The Department of Energy (DOE) and National Nuclear Security Administration (NNSA) are proceeding with plans to construct the Chemistry and Metallurgy Research Replacement – Nuclear Facility (CMRR-NF) at Los Alamos National Laboratory (LANL). At the same time, nuclear policy experts and Members of Congress from both sides of the aisle are raising serious questions about the CMRR-NF’s mission, cost, and design:
- A growing body of scientific and policy experts challenge the need for the CMRR-NF.
- The House Appropriations Committee recommended that construction of CMRR-NF be delayed, noting in a report for the fiscal year 2008 budget, “The CMRR facility has no coherent mission to justify it unless the decision is made to begin an aggressive new nuclear warhead design and pit production mission at Los Alamos National Laboratory.”
- A former Sandia National Laboratories vice president, Bob Peurifoy, said in an affidavit about CMRR-NF, “Nowhere have I found a concise, objective description justifying its need…the Nuclear Facility might just sit there with nothing to do.”
- Former chair of the State Department’s Arms Control and Non-Proliferation Advisory Board and member of the highly respected JASON advisory group, Dr. Richard Garwin, said of CMRR-NF before a House appropriations committee, “I would suggest that one look at doing without the nuclear facility.”
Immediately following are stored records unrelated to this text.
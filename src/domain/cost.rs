// ==========================================
// 蛋鸡场运营 ERP - 成本领域模型
// ==========================================
// OperatingCost: 月度固定成本 (每月至多一行)
// DailyCost:     引擎持久化输出 (每日一行, 幂等覆写)
// DailyCostResult / HouseAllocation: 引擎返回值
// ==========================================

use crate::domain::types::AllocationMode;
use chrono::{NaiveDate, NaiveDateTime};
use serde::{Deserialize, Serialize};

// ==========================================
// OperatingCost - 月度运营成本
// ==========================================
#[derive(Debug, Clone, PartialEq, Serialize, Deserialize)]
pub struct OperatingCost {
    pub month: String,              // YYYY-MM
    pub electricity: f64,
    pub water: f64,
    pub maintenance: f64,
    pub other: f64,
    pub total_monthly_cost: f64,    // 汇总口径 (成本引擎只读此字段)
}

impl OperatingCost {
    /// 由分项构造, total 为分项之和
    pub fn from_components(
        month: &str,
        electricity: f64,
        water: f64,
        maintenance: f64,
        other: f64,
    ) -> Self {
        Self {
            month: month.to_string(),
            electricity,
            water,
            maintenance,
            other,
            total_monthly_cost: electricity + water + maintenance + other,
        }
    }
}

// ==========================================
// DailyCost - 日成本记录 (持久化)
// ==========================================
#[derive(Debug, Clone, PartialEq, Serialize, Deserialize)]
pub struct DailyCost {
    pub cost_date: NaiveDate,
    pub total_feed_cost: f64,
    pub total_eggs_produced: i64,
    pub feed_cost_per_egg: f64,
    pub fixed_cost_per_egg: f64,
    pub total_cost_per_egg: f64,
    pub suggested_price_grade_a: f64,
    pub suggested_price_grade_b: f64,
    pub suggested_price_grade_c: f64,
    pub allocation: AllocationMode,
    pub updated_at: NaiveDateTime,
}

// ==========================================
// HouseAllocation - 鸡舍级分摊 (仅返回, 不持久化)
// ==========================================
#[derive(Debug, Clone, PartialEq, Serialize, Deserialize)]
pub struct HouseAllocation {
    pub house_id: String,           // 无鸡舍的日志归入 "unknown"
    pub eggs: i64,
    pub feed_kg: f64,
    pub egg_share: f64,             // 占全场产蛋比例
    pub feed_cost: f64,
    pub operating_cost: f64,
    pub payroll_cost: f64,
    pub feed_cost_per_egg: f64,
    pub fixed_cost_per_egg: f64,
    pub total_cost_per_egg: f64,
}

// ==========================================
// DailyCostResult - 日成本计算结果
// ==========================================
#[derive(Debug, Clone, PartialEq, Serialize, Deserialize)]
pub struct DailyCostResult {
    pub date: NaiveDate,
    pub total_feed_cost: f64,
    pub total_eggs_produced: i64,
    pub feed_cost_per_kg: f64,
    pub fixed_costs_total: f64,
    pub feed_cost_per_egg: f64,
    pub fixed_cost_per_egg: f64,
    pub total_cost_per_egg: f64,
    pub suggested_price_grade_a: f64,
    pub suggested_price_grade_b: f64,
    pub suggested_price_grade_c: f64,
    pub allocation: AllocationMode,
    pub house_allocations: Vec<HouseAllocation>,
}

impl DailyCostResult {
    /// 转换为待持久化记录
    pub fn to_record(&self, updated_at: NaiveDateTime) -> DailyCost {
        DailyCost {
            cost_date: self.date,
            total_feed_cost: self.total_feed_cost,
            total_eggs_produced: self.total_eggs_produced,
            feed_cost_per_egg: self.feed_cost_per_egg,
            fixed_cost_per_egg: self.fixed_cost_per_egg,
            total_cost_per_egg: self.total_cost_per_egg,
            suggested_price_grade_a: self.suggested_price_grade_a,
            suggested_price_grade_b: self.suggested_price_grade_b,
            suggested_price_grade_c: self.suggested_price_grade_c,
            allocation: self.allocation,
            updated_at,
        }
    }
}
- CMRR-NF is counter to the U.S. government’s commitment to shrinking its nuclear arsenal through the New START agreement and the President’s strategic guidance for a “smaller nuclear force.”
- The entire CMRR was originally supposed to cost taxpayers $375 million, but the estimated costs for the CMRR-NF alone have now ballooned to an estimated $3.7 billion to $5.9 billion.
- The facility is unlikely to have any significant impact on job creation in the LANL region, creating no new permanent jobs.
- DOE and NNSA have failed to seriously consider less expensive alternatives to building CMRR-NF. They dismissed one plan largely on the basis that employees would have to “travel by vehicle” between two buildings that are about one mile apart.
- Many of the planned functions for CMRR-NF could be carried out at existing facilities in the nuclear weapons complex at a lower cost to taxpayers.
- CMRR-NF will not be fully operational until at least 2023, by which time most nuclear warheads will have gone through the Life Extension Program.
- The Administration and DOE should cancel CMRR-NF and zero out funding for the project in the upcoming budget.
- If the Administration and DOE fail to act, Congress should cancel funding for CMRR-NF in its next appropriations bill.
- NNSA should continue using existing facilities, at LANL and elsewhere, in the nuclear weapons complex to meet credible nuclear modernization requirements.
- Congress should amend Section 3114 of the Fiscal Year 2011 National Defense Authorization Act, “Notification of cost overruns for certain Department of Energy projects,” to reflect the stronger provisions in the current Nunn-McCurdy Act in order to improve the oversight of major cost overruns and schedule delays at the DOE.
- Congress should require independent cost estimates of major DOE construction projects at an early milestone in those programs so there is more realism in estimating the costs of those projects.